Dental students do not receive adequate training in how to sedate anxious patients, according to a report.

Increasing numbers of patients are requesting "conscious sedation" instead of anaesthesia when they go to the dentist.

The number of sedations carried out in England and Wales increased from 13,500 in 1998 to 17,200 last year.


Sedation teaching seems to have been afforded a low priority by many dental schools

Dr Nick Girdler, Newcastle Dental School
But the British Dental Association (BDA) has found that many dental students graduate without a thorough grounding in the techniques.

The BDA report found wide variation in the quality of training at dental schools across the UK.

Conscious sedation involves either an injection of a drug similar to Valium in the back of the hand, or inhaling gas and air.

It is seen as a much safer alternative to giving patients a general anaesthetic, as they are sleepy but conscious.

They do not feel or remember the experience afterwards.

On Thursday, a sheriff's report in Scotland highlighted the dangers of general anaesthetic after a 10-year-old boy died.

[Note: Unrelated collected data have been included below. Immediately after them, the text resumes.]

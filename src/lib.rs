//! Command façade for multiplexed serial-port connections over an
//! RFCOMM-style transport.
//!
//! Callers submit commands through [`JvApi`]; a single [`Dispatcher`]
//! executes them in order against the transport and reports results as
//! [`JvEvent`]s on registered callbacks.  Connections are addressed by
//! packed [`Handle`]s into a fixed-size resource table.

#![deny(unused_must_use)]

pub mod adapters;
pub mod app;
pub mod config;
pub mod error;
pub mod handle;
pub mod power;
pub mod table;
pub mod types;
pub mod validator;

pub use app::api::{ConnectParams, JvApi, ServerParams};
pub use app::dispatcher::Dispatcher;
pub use app::events::{CloseReason, JvEvent};
pub use app::{Stack, build};
pub use config::JvConfig;
pub use error::JvError;
pub use handle::Handle;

Darren Denholm died of a heart attack after being given a general anaesthetic for treatment on a rotten tooth.

The sheriff heading the inquiry said dentists should only be allowed to use general anaesthetic in a hospital with an intensive care ward.

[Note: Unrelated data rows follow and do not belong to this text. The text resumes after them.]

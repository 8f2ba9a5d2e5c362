//! Power-profile bindings.
//!
//! Associates a connection handle with a power-management policy and the
//! connection state it was registered in.  At most one binding per handle.
//! Owned by the dispatcher: bindings are removed when the bound session or
//! its slot goes away, so none outlive their handle.

use heapless::Vec;

use crate::error::JvError;
use crate::handle::Handle;
use crate::types::{BdAddr, ConnState, PmId};

/// Hard capacity of the binding table.
pub const PM_MAX_BINDINGS: usize = 5;

#[derive(Debug, Clone, Copy, PartialEq, Eq)]
pub struct PowerProfileBinding {
    pub handle: Handle,
    pub policy: PmId,
    pub state: ConnState,
    /// Peer of the bound session, when known at bind time.
    pub peer: Option<BdAddr>,
}

pub struct PowerProfiles {
    bindings: Vec<PowerProfileBinding, PM_MAX_BINDINGS>,
    limit: usize,
}

impl PowerProfiles {
    /// `limit` is clamped to `[1, PM_MAX_BINDINGS]`.
    pub fn new(limit: usize) -> Self {
        Self {
            bindings: Vec::new(),
            limit: limit.clamp(1, PM_MAX_BINDINGS),
        }
    }

    /// Insert or replace the binding for `binding.handle`.  Returns the
    /// replaced binding, if any.
    pub fn set(
        &mut self,
        binding: PowerProfileBinding,
    ) -> Result<Option<PowerProfileBinding>, JvError> {
        if let Some(existing) = self.bindings.iter_mut().find(|b| b.handle == binding.handle) {
            return Ok(Some(core::mem::replace(existing, binding)));
        }
        if self.bindings.len() >= self.limit {
            return Err(JvError::Exhausted);
        }
        self.bindings
            .push(binding)
            .map_err(|_| JvError::Exhausted)?;
        Ok(None)
    }

    pub fn get(&self, handle: Handle) -> Option<&PowerProfileBinding> {
        self.bindings.iter().find(|b| b.handle == handle)
    }

    /// Record a new connection state for a bound handle.  Returns the
    /// binding when one exists.
    pub fn update_state(&mut self, handle: Handle, state: ConnState) -> Option<PowerProfileBinding> {
        let b = self.bindings.iter_mut().find(|b| b.handle == handle)?;
        b.state = state;
        Some(*b)
    }

    pub fn remove(&mut self, handle: Handle) -> Option<PowerProfileBinding> {
        let index = self.bindings.iter().position(|b| b.handle == handle)?;
        Some(self.bindings.swap_remove(index))
    }

    /// Remove every binding whose handle addresses `slot`.
    pub fn remove_slot(&mut self, slot: usize) -> Vec<PowerProfileBinding, PM_MAX_BINDINGS> {
        let mut removed = Vec::new();
        let mut i = 0;
        while i < self.bindings.len() {
            if self.bindings[i].handle.slot() == slot {
                // Never exceeds the table's own capacity.
                let _ = removed.push(self.bindings.swap_remove(i));
            } else {
                i += 1;
            }
        }
        removed
    }

    pub fn clear_all(&mut self) {
        self.bindings.clear();
    }

    pub fn len(&self) -> usize {
        self.bindings.len()
    }

    pub fn is_empty(&self) -> bool {
        self.bindings.is_empty()
    }
}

Limited hands-on experience

The BDA report found that students are given an average of just four lecturers and two seminars on sedation throughout the whole of their training.

They only experience hands-on training in two cases of inhaled sedation and just one of intravenous sedation.

An expert working party in 1990 recommended that students should undertake 10 inhalation and five intravenous cases.

Staff at dental schools said lack of funding, insufficient time and facilities and teaching shortages were to blame for the problems.

Report author Dr Nick Girdler, of the Newcastle Dental School, said: "It is clear that the number of sedation cases being undertaken by students falls far short of those recommended.

"It is now possible in the light of this survey to provide substantive evidence that undergraduate training is indeed inadequate.

"Sedation teaching seems to have been afforded a low priority by many dental schools."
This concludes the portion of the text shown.